Libre-échange Canada-Europe?

2010/05/13 | Par Nicole de Sève

L’auteure est conseillère syndicale à la Centrale des syndicats du Québec

Pendant que les yeux et les oreilles des Québécois sont tournés vers le budget Bachand, les garderies privées, la collusion dans le monde de la construction ou le prochain match des Canadiens, leur cœur est sur le point de subir un dur coup. Tout cela, sans que leur tête ne soit au courant.

Ce qui nous caractérise dans le paysage nord-américain, ce qui vaut pour une grande part de notre identité et de notre solidarité sociale, est effectivement menacé. Cela, avec l’accord tacite du gouvernement Charest, et sans que ce dernier daigne nous en parler ou nous demander ce qu’on en pense.

C’est que le gouvernement canadien négocie actuellement un accord de libre-échange avec l’Union européenne. Et si le passé est garant de l’avenir, nous aurions tout intérêt à suivre attentivement ces négociations et à ralentir l’ardeur du premier ministre Jean Charest et celle du gouvernement canadien.

En effet, si on s’appuie sur les conséquences des accords conclus dans le cadre de l’Union européenne, il y a péril en la demeure pour les droits sociaux et syndicaux des Québécois.

Selon Alain Supiot, professeur de droit, membre de l’Institut universitaire de France et auteur du livre L’esprit de Philadelphie, la justice sociale face au marché total[1], c’est la Cour de justice des communautés européennes qui détient dorénavant une part essentielle du pouvoir législatif de l’Union européenne. Et cette Cour a rendu, au cours des dernières années, des décisions qui nous font craindre le pire. Ainsi, en 2007, la Cour a rendu deux arrêts qui stipulent que sauf raison impérieuse d’intérêt général, les syndicats ne doivent rien faire qui serait « susceptible de rendre moins attrayant, voire plus difficile » le recours aux délocalisations ou aux pavillons de complaisance.

Comme le signale M. Supiot, le juge nommé par la Communauté européenne estime que l’abolition des obstacles à la libre prestation des services entre les États membres pourrait être compromise si des associations ou des organismes ne relevant pas du droit public (c.-à-d. des organisations syndicales) exerçaient leur autonomie juridique. Ce juge communautaire soumet donc ces organisations au droit commercial, en violation du principe de « libre exercice du droit syndical », garanti par la Convention n° 87 de l’Organisation internationale du travail.

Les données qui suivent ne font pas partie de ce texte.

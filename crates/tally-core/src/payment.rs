//! # Payment Reconciliation
//!
//! Turns a total due plus what the customer handed over into a
//! [`PaymentResult`], or rejects it.
//!
//! ```text
//!   method   tendered            result
//!   ──────   ─────────────────   ───────────────────────────────
//!   Cash     >= total            change = tendered - total
//!   Cash     <  total            InsufficientPayment
//!   Card     (ignored)           tendered = total, change = 0
//!   Mobile   (ignored)           tendered = total, change = 0
//! ```
//!
//! Quick-amount buttons (+$10, +$20) live in the UI. This module only ever
//! sees the final tendered amount.

use serde::{Deserialize, Serialize};
use ts_rs::TS;

use crate::error::{CoreError, CoreResult};
use crate::money::Money;
use crate::types::PaymentMethod;

/// What the cashier submits with a checkout.
#[derive(Debug, Clone, Copy, PartialEq, Eq, Serialize, Deserialize, TS)]
#[ts(export)]
pub struct PaymentInfo {
    pub method: PaymentMethod,
    /// Cash handed over. Ignored for exact-amount methods.
    pub tendered: Money,
}

impl PaymentInfo {
    pub fn cash(tendered: Money) -> Self {
        PaymentInfo {
            method: PaymentMethod::Cash,
            tendered,
        }
    }

    pub fn card() -> Self {
        PaymentInfo {
            method: PaymentMethod::Card,
            tendered: Money::zero(),
        }
    }

    pub fn mobile() -> Self {
        PaymentInfo {
            method: PaymentMethod::Mobile,
            tendered: Money::zero(),
        }
    }
}

/// Accepted payment.
#[derive(Debug, Clone, Copy, PartialEq, Eq, Serialize, Deserialize, TS)]
#[ts(export)]
pub struct PaymentResult {
    pub method: PaymentMethod,
    pub tendered: Money,
    /// Never negative.
    pub change: Money,
}

/// Reconciles a tendered payment against the total due.
///
/// ```rust
/// use tally_core::money::Money;
/// use tally_core::payment::reconcile;
/// use tally_core::types::PaymentMethod;
///
/// let result = reconcile(Money::from_cents(2200), PaymentMethod::Cash, Money::from_cents(2500)).unwrap();
/// assert_eq!(result.change, Money::from_cents(300));
/// ```
pub fn reconcile(total: Money, method: PaymentMethod, tendered: Money) -> CoreResult<PaymentResult> {
    if total.is_negative() {
        return Err(CoreError::InvalidPaymentAmount {
            reason: format!("total {} is negative", total),
        });
    }

    if !method.gives_change() {
        return Ok(PaymentResult {
            method,
            tendered: total,
            change: Money::zero(),
        });
    }

    if tendered < total {
        return Err(CoreError::InsufficientPayment { total, tendered });
    }

    Ok(PaymentResult {
        method,
        tendered,
        change: tendered - total,
    })
}
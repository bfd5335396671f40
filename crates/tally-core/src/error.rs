//! # Error Types
//!
//! Domain-specific error types for tally-core.
//!
//! ## Error Hierarchy
//! ```text
//! ┌─────────────────────────────────────────────────────────────────────────┐
//! │                         Error Types                                     │
//! │                                                                         │
//! │  tally-core (this file)                                                │
//! │  ├── CoreError        - Cart / payment / state-machine rule violations │
//! │  └── ValidationError  - Malformed input                                │
//! │                                                                         │
//! │  tally-db                                                              │
//! │  └── DbError          - Database operation failures                    │
//! │                                                                         │
//! │  tally-engine                                                          │
//! │  └── CheckoutError    - What POS screens see                           │
//! │                                                                         │
//! │  Flow: ValidationError → CoreError ─┐                                  │
//! │                         DbError ────┴─► CheckoutError → UI adapter     │
//! └─────────────────────────────────────────────────────────────────────────┘
//! ```
//!
//! Every variant carries the ids and quantities a screen needs to render an
//! actionable message ("only 3 left of COKE-330").

use thiserror::Error;

use crate::money::Money;
use crate::types::SaleStatus;

// =============================================================================
// Core Error
// =============================================================================

/// Business rule violations raised by pure domain logic.
#[derive(Debug, Clone, PartialEq, Eq, Error)]
pub enum CoreError {
    /// Requested quantity exceeds known stock.
    ///
    /// ## User Workflow
    /// ```text
    /// Add to Cart (qty: 5)
    ///      │
    ///      ▼
    /// Known stock: 3
    ///      │
    ///      ▼
    /// InsufficientStock { product_id, requested: 5, available: 3 }
    ///      │
    ///      ▼
    /// UI shows: "Only 3 in stock"
    /// ```
    #[error("Insufficient stock for product {product_id}: requested {requested}, available {available}")]
    InsufficientStock {
        product_id: String,
        requested: i64,
        available: i64,
    },

    /// Cash tendered is less than the amount due.
    #[error("Insufficient payment: total {total}, tendered {tendered}")]
    InsufficientPayment { total: Money, tendered: Money },

    /// Product is soft-deleted and cannot be sold.
    #[error("Product {0} is not active")]
    ProductInactive(String),

    /// Cart mutation referenced a product that has no line.
    #[error("Product {0} is not in the cart")]
    NotInCart(String),

    /// Cart has reached its line limit.
    #[error("Cart cannot have more than {max} items")]
    CartTooLarge { max: usize },

    /// Line quantity exceeds the per-line limit.
    #[error("Quantity {requested} exceeds maximum allowed ({max})")]
    QuantityTooLarge { requested: i64, max: i64 },

    /// Payment amount is malformed (negative total or tender).
    #[error("Invalid payment amount: {reason}")]
    InvalidPaymentAmount { reason: String },

    /// Sale status does not allow the requested transition.
    #[error("Sale {sale_id} cannot move from {from} to {to}")]
    InvalidStateTransition {
        sale_id: String,
        from: SaleStatus,
        to: SaleStatus,
    },

    #[error("Validation error: {0}")]
    Validation(#[from] ValidationError),
}

// =============================================================================
// Validation Error
// =============================================================================

/// Input validation errors.
#[derive(Debug, Clone, PartialEq, Eq, Error)]
pub enum ValidationError {
    #[error("{field} is required")]
    Required { field: String },

    #[error("{field} must be at most {max} characters")]
    TooLong { field: String, max: usize },

    #[error("{field} must be between {min} and {max}")]
    OutOfRange { field: String, min: i64, max: i64 },

    #[error("{field} must be positive")]
    MustBePositive { field: String },

    /// Invalid format (e.g. invalid UUID, tax rate outside 0..=1).
    #[error("{field} has invalid format: {reason}")]
    InvalidFormat { field: String, reason: String },
}

/// Convenience type alias for Results with CoreError.
pub type CoreResult<T> = Result<T, CoreError>;

// =============================================================================
// Unit Tests
// =============================================================================

#[cfg(test)]
mod tests {
    use super::*;

    #[test]
    fn test_error_messages() {
        let err = CoreError::InsufficientStock {
            product_id: "p-1".to_string(),
            requested: 5,
            available: 3,
        };
        assert_eq!(
            err.to_string(),
            "Insufficient stock for product p-1: requested 5, available 3"
        );

        let err = CoreError::InsufficientPayment {
            total: Money::from_cents(2200),
            tendered: Money::from_cents(2000),
        };
        assert_eq!(err.to_string(), "Insufficient payment: total $22.00, tendered $20.00");
    }

    #[test]
    fn test_transition_message() {
        let err = CoreError::InvalidStateTransition {
            sale_id: "s-1".to_string(),
            from: SaleStatus::Returned,
            to: SaleStatus::Returned,
        };
        assert_eq!(err.to_string(), "Sale s-1 cannot move from returned to returned");
    }

    #[test]
    fn test_validation_converts_to_core_error() {
        let validation_err = ValidationError::Required {
            field: "cashier_id".to_string(),
        };
        let core_err: CoreError = validation_err.into();
        assert!(matches!(core_err, CoreError::Validation(_)));
    }
}
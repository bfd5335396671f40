//! # Database Migrations
//!
//! Embedded SQL migrations for the Tally schema.
//!
//! ## How Migrations Work
//! ```text
//! ┌─────────────────────────────────────────────────────────────────────────┐
//! │                      Migration Process                                  │
//! │                                                                         │
//! │  Database::new()                                                       │
//! │       │                                                                 │
//! │       ▼                                                                 │
//! │  _sqlx_migrations table (created on first run)                         │
//! │       │                                                                 │
//! │       ▼                                                                 │
//! │  Compare embedded migrations vs applied                                │
//! │       │                                                                 │
//! │       └── 001_initial_schema.sql   products, sales, sale_items,        │
//! │                                    stock_movements, audit_log          │
//! │       │                                                                 │
//! │       ▼                                                                 │
//! │  Run pending migrations in order, record checksums                     │
//! └─────────────────────────────────────────────────────────────────────────┘
//! ```
//!
//! ## Adding New Migrations
//!
//! 1. Create `migrations/sqlite/NNN_description.sql` with the next number
//! 2. **NEVER** modify an applied migration, add a new one

use sqlx::SqlitePool;
use tracing::info;

use crate::error::DbResult;

/// Migrations embedded from `migrations/sqlite` at compile time.
static MIGRATOR: sqlx::migrate::Migrator = sqlx::migrate!("../../migrations/sqlite");

/// Runs all pending database migrations.
///
/// Idempotent. Each migration runs in its own transaction, in filename
/// order.
pub async fn run_migrations(pool: &SqlitePool) -> DbResult<()> {
    info!("Checking for pending migrations");

    MIGRATOR.run(pool).await?;

    info!("All migrations applied successfully");
    Ok(())
}

/// Returns `(embedded, applied)` migration counts for diagnostics.
pub async fn migration_status(pool: &SqlitePool) -> DbResult<(usize, usize)> {
    let total = MIGRATOR.migrations.len();

    let applied: i64 = sqlx::query_scalar("SELECT COUNT(*) FROM _sqlx_migrations")
        .fetch_one(pool)
        .await?;

    Ok((total, applied as usize))
}

#[cfg(test)]
mod tests {
    use super::*;
    use crate::{Database, DbConfig};

    #[tokio::test]
    async fn test_all_migrations_applied() {
        let db = Database::new(DbConfig::in_memory()).await.unwrap();

        let (total, applied) = migration_status(db.pool()).await.unwrap();
        assert!(total > 0);
        assert_eq!(total, applied);

        // Second run is a no-op
        db.run_migrations().await.unwrap();
        assert_eq!(migration_status(db.pool()).await.unwrap(), (total, applied));
    }
}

En d’autres mots, selon la Cour de justice des communautés européennes, il faut neutraliser la capacité syndicale de faire respecter les droits syndicaux des pays membres si ces droits entravent le libre marché. En somme, un tel accord entre l’Union européenne et le Canada – avec l’appui enthousiaste du Québec – menacerait les droits syndicaux et les législations du travail, s’il ne contenait pas tous les verrous nécessaires pour respecter les instruments internationaux et les lois nationales concernant les relations du travail.

Il est donc impératif que le gouvernement du Québec, partie prenante à ces négociations, saisisse l’Assemblée nationale de l’évolution des négociations, rende publics les termes de l’accord et obtienne l’assentiment des Québécois avant d’entériner ce dernier.

La vigilance à l’égard de nos propres gouvernements nationaux doit devenir une priorité, car au chapitre des droits sociaux et syndicaux leur bilan ne s’inscrit pas dans la foulée de la justice sociale. Bien au contraire !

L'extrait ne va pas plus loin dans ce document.